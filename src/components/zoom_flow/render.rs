//! Canvas rendering for the diagram.
//!
//! Each frame lays out every node from its [`NodeSlice`], then draws in
//! passes for correct z-ordering:
//! 1. Background (screen space)
//! 2. Edges, then the pending connection line (world space)
//! 3. Node surfaces, focused node last, then anchors on top
//!
//! The laid-out boxes are returned so hit testing in the next frame sees
//! exactly what was drawn.

use std::f64::consts::PI;

use wasm_bindgen::JsValue;
use web_sys::CanvasRenderingContext2d;

use super::scale::ScaledValues;
use super::state::{DiagramState, NodeView};
use super::theme::{NodeStyle, Theme};
use super::tier::{Border, NODE_ANCHORS, NodeSlice, render_node};
use super::types::AnchorSide;
use super::viewport::{CanvasView, Gesture, NodeBox, Rect, edge_curve};

/// A node ready to draw: its box plus wrapped text lines.
struct LaidOutNode {
	node_box: NodeBox,
	slice: NodeSlice,
	title_lines: Vec<String>,
	body_lines: Vec<String>,
	selected: bool,
}

/// Greedy word wrap. `measure` returns the rendered width of a string.
///
/// A single word wider than `max_width` gets a line of its own rather than
/// being split.
pub fn wrap_words(text: &str, max_width: f64, measure: impl Fn(&str) -> f64) -> Vec<String> {
	let mut lines = Vec::new();
	let mut current = String::new();
	for word in text.split_whitespace() {
		if current.is_empty() {
			current.push_str(word);
			continue;
		}
		let candidate = format!("{current} {word}");
		if measure(&candidate) <= max_width {
			current = candidate;
		} else {
			lines.push(std::mem::replace(&mut current, word.to_string()));
		}
	}
	if !current.is_empty() {
		lines.push(current);
	}
	lines
}

fn wrap_text(ctx: &CanvasRenderingContext2d, font: &str, text: &str, max_width: f64) -> Vec<String> {
	ctx.set_font(font);
	wrap_words(text, max_width, |s| {
		ctx.measure_text(s).map(|m| m.width()).unwrap_or(0.0)
	})
}

fn layout_node(
	ctx: &CanvasRenderingContext2d,
	view: &NodeView<'_>,
	diagram: &DiagramState,
	style: &NodeStyle,
) -> LaidOutNode {
	let slice = render_node(view, diagram.tier_config());
	let inner = style.width - 2.0 * style.padding;
	let title_lines = wrap_text(ctx, &style.title_font, &slice.title, inner);
	let body_lines = slice
		.body
		.as_deref()
		.map(|body| wrap_text(ctx, &style.body_font, body, inner))
		.unwrap_or_default();

	let mut height = 2.0 * style.padding + title_lines.len() as f64 * style.title_line_height;
	if !body_lines.is_empty() {
		height += style.section_gap + body_lines.len() as f64 * style.body_line_height;
	}

	let position = view.node.position;
	LaidOutNode {
		node_box: NodeBox {
			id: view.node.id.clone(),
			bounds: Rect {
				x: position.x,
				y: position.y,
				w: style.width,
				h: height,
			},
			scale: slice.scale,
		},
		slice,
		title_lines,
		body_lines,
		selected: view.node.selected,
	}
}

/// Renders the complete diagram and returns the node boxes in draw order.
pub fn render(
	diagram: &DiagramState,
	view: &CanvasView,
	ctx: &CanvasRenderingContext2d,
	theme: &Theme,
) -> Vec<NodeBox> {
	let scale = view.scaled();

	// Focused node is drawn last so it sits on top.
	let mut views: Vec<NodeView<'_>> = diagram.node_views().collect();
	views.sort_by_key(|v| v.is_focused);
	let laid_out: Vec<LaidOutNode> = views
		.iter()
		.map(|v| layout_node(ctx, v, diagram, &theme.node))
		.collect();

	ctx.set_fill_style_str(&theme.background.to_css());
	ctx.fill_rect(0.0, 0.0, view.width, view.height);

	ctx.save();
	let _ = ctx.translate(view.transform.x, view.transform.y);
	let _ = ctx.scale(view.transform.k, view.transform.k);

	draw_edges(diagram, view, ctx, theme, &scale, &laid_out);
	draw_pending_connection(view, ctx, theme, &scale, &laid_out);
	for node in &laid_out {
		draw_node(ctx, &theme.node, node);
	}
	for node in &laid_out {
		draw_anchors(ctx, theme, &scale, &node.node_box, view.locked);
	}

	ctx.restore();

	laid_out.into_iter().map(|n| n.node_box).collect()
}

fn find_box<'a>(laid_out: &'a [LaidOutNode], id: &str) -> Option<&'a NodeBox> {
	laid_out
		.iter()
		.map(|n| &n.node_box)
		.find(|b| b.id == id)
}

fn stroke_curve(ctx: &CanvasRenderingContext2d, curve: &[(f64, f64); 4]) {
	ctx.begin_path();
	ctx.move_to(curve[0].0, curve[0].1);
	ctx.bezier_curve_to(
		curve[1].0, curve[1].1, curve[2].0, curve[2].1, curve[3].0, curve[3].1,
	);
	ctx.stroke();
}

fn draw_edges(
	diagram: &DiagramState,
	view: &CanvasView,
	ctx: &CanvasRenderingContext2d,
	theme: &Theme,
	scale: &ScaledValues,
	laid_out: &[LaidOutNode],
) {
	let style = &theme.edge;
	let dash_offset = -view.flow_time * style.flow_speed;

	for edge in diagram.edges() {
		// Edges naming unknown nodes are not drawn.
		let (Some(from), Some(to)) = (
			find_box(laid_out, &edge.source),
			find_box(laid_out, &edge.target),
		) else {
			continue;
		};
		let curve = edge_curve(
			from.anchor_point(AnchorSide::Right),
			to.anchor_point(AnchorSide::Left),
		);

		let color = if edge.selected {
			style.selected_color
		} else {
			style.color
		};
		ctx.set_stroke_style_str(&color.to_css());
		ctx.set_line_width(scale.edge_width);
		if edge.animated {
			let _ = ctx.set_line_dash(&js_sys::Array::of2(
				&JsValue::from_f64(style.dash_pattern.0),
				&JsValue::from_f64(style.dash_pattern.1),
			));
			ctx.set_line_dash_offset(dash_offset);
		} else {
			let _ = ctx.set_line_dash(&js_sys::Array::new());
		}
		stroke_curve(ctx, &curve);
	}
	let _ = ctx.set_line_dash(&js_sys::Array::new());
}

fn draw_pending_connection(
	view: &CanvasView,
	ctx: &CanvasRenderingContext2d,
	theme: &Theme,
	scale: &ScaledValues,
	laid_out: &[LaidOutNode],
) {
	let Gesture::Connecting { source_id, pointer } = &view.gesture else {
		return;
	};
	let Some(from) = find_box(laid_out, source_id) else {
		return;
	};

	ctx.set_stroke_style_str(&theme.edge.pending_color.to_css());
	ctx.set_line_width(scale.edge_width);
	stroke_curve(
		ctx,
		&edge_curve(from.anchor_point(AnchorSide::Right), *pointer),
	);
}

fn rounded_rect(ctx: &CanvasRenderingContext2d, r: &Rect, radius: f64) {
	let radius = radius.min(r.w / 2.0).min(r.h / 2.0);
	let (right, bottom) = (r.x + r.w, r.y + r.h);
	ctx.begin_path();
	ctx.move_to(r.x + radius, r.y);
	let _ = ctx.arc_to(right, r.y, right, bottom, radius);
	let _ = ctx.arc_to(right, bottom, r.x, bottom, radius);
	let _ = ctx.arc_to(r.x, bottom, r.x, r.y, radius);
	let _ = ctx.arc_to(r.x, r.y, right, r.y, radius);
	ctx.close_path();
}

fn draw_node(ctx: &CanvasRenderingContext2d, style: &NodeStyle, node: &LaidOutNode) {
	let b = &node.node_box.bounds;
	let s = node.slice.scale;
	let (cx, cy) = (b.x + b.w / 2.0, b.y + b.h / 2.0);

	ctx.save();
	// Scale the surface about its centre; the box itself does not move.
	let _ = ctx.translate(cx, cy);
	let _ = ctx.scale(s, s);
	let _ = ctx.translate(-cx, -cy);

	if node.selected {
		let halo = Rect {
			x: b.x - 4.0,
			y: b.y - 4.0,
			w: b.w + 8.0,
			h: b.h + 8.0,
		};
		rounded_rect(ctx, &halo, style.corner_radius + 4.0);
		ctx.set_fill_style_str(&style.selected_outline.to_css());
		ctx.fill();
	}

	rounded_rect(ctx, b, style.corner_radius);
	ctx.set_fill_style_str(&style.fill.to_css());
	ctx.fill();
	let border = match node.slice.border {
		Border::Focused => style.border_focused,
		Border::Neutral => style.border_neutral,
	};
	ctx.set_stroke_style_str(&border.to_css());
	ctx.set_line_width(style.border_width);
	ctx.stroke();

	// Clip text to the box, like an overflow-hidden card.
	rounded_rect(ctx, b, style.corner_radius);
	ctx.clip();

	ctx.set_text_baseline("top");
	let x = b.x + style.padding;
	let mut y = b.y + style.padding;

	ctx.set_font(&style.title_font);
	ctx.set_fill_style_str(&style.title_color.to_css());
	for line in &node.title_lines {
		let _ = ctx.fill_text(line, x, y);
		y += style.title_line_height;
	}

	if !node.body_lines.is_empty() {
		y += style.section_gap;
		ctx.set_font(&style.body_font);
		ctx.set_fill_style_str(&style.body_color.to_css());
		for line in &node.body_lines {
			let _ = ctx.fill_text(line, x, y);
			y += style.body_line_height;
		}
	}

	ctx.restore();
}

fn draw_anchors(
	ctx: &CanvasRenderingContext2d,
	theme: &Theme,
	scale: &ScaledValues,
	node_box: &NodeBox,
	locked: bool,
) {
	let fill = if locked {
		theme.anchor.fill.with_alpha(0.4)
	} else {
		theme.anchor.fill
	};
	for anchor in NODE_ANCHORS {
		let (x, y) = node_box.anchor_point(anchor.side);
		ctx.begin_path();
		let _ = ctx.arc(x, y, scale.anchor_radius, 0.0, 2.0 * PI);
		ctx.set_fill_style_str(&fill.to_css());
		ctx.fill();
		ctx.set_stroke_style_str(&theme.anchor.stroke.to_css());
		ctx.set_line_width(scale.edge_width);
		ctx.stroke();
	}
}

#[cfg(test)]
mod tests {
	use super::wrap_words;

	fn chars(s: &str) -> f64 {
		s.chars().count() as f64
	}

	#[test]
	fn wraps_at_word_boundaries() {
		let lines = wrap_words("the quick brown fox jumps", 10.0, chars);
		assert_eq!(lines, vec!["the quick", "brown fox", "jumps"]);
	}

	#[test]
	fn long_word_gets_own_line() {
		let lines = wrap_words("a supercalifragilistic b", 5.0, chars);
		assert_eq!(lines, vec!["a", "supercalifragilistic", "b"]);
	}

	#[test]
	fn empty_text_has_no_lines() {
		assert!(wrap_words("", 100.0, chars).is_empty());
		assert!(wrap_words("   ", 100.0, chars).is_empty());
	}
}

____________

- **PROBLEM REQUIREMENTS**
Return a copy of each line in the records above that has "quick" in it.

- **ANSWER AREA**
		let lines = wrap_words("the quick brown fox jumps", 10.0, chars);
		assert_eq!(lines, vec!["the quick", "brown fox", "jumps"]);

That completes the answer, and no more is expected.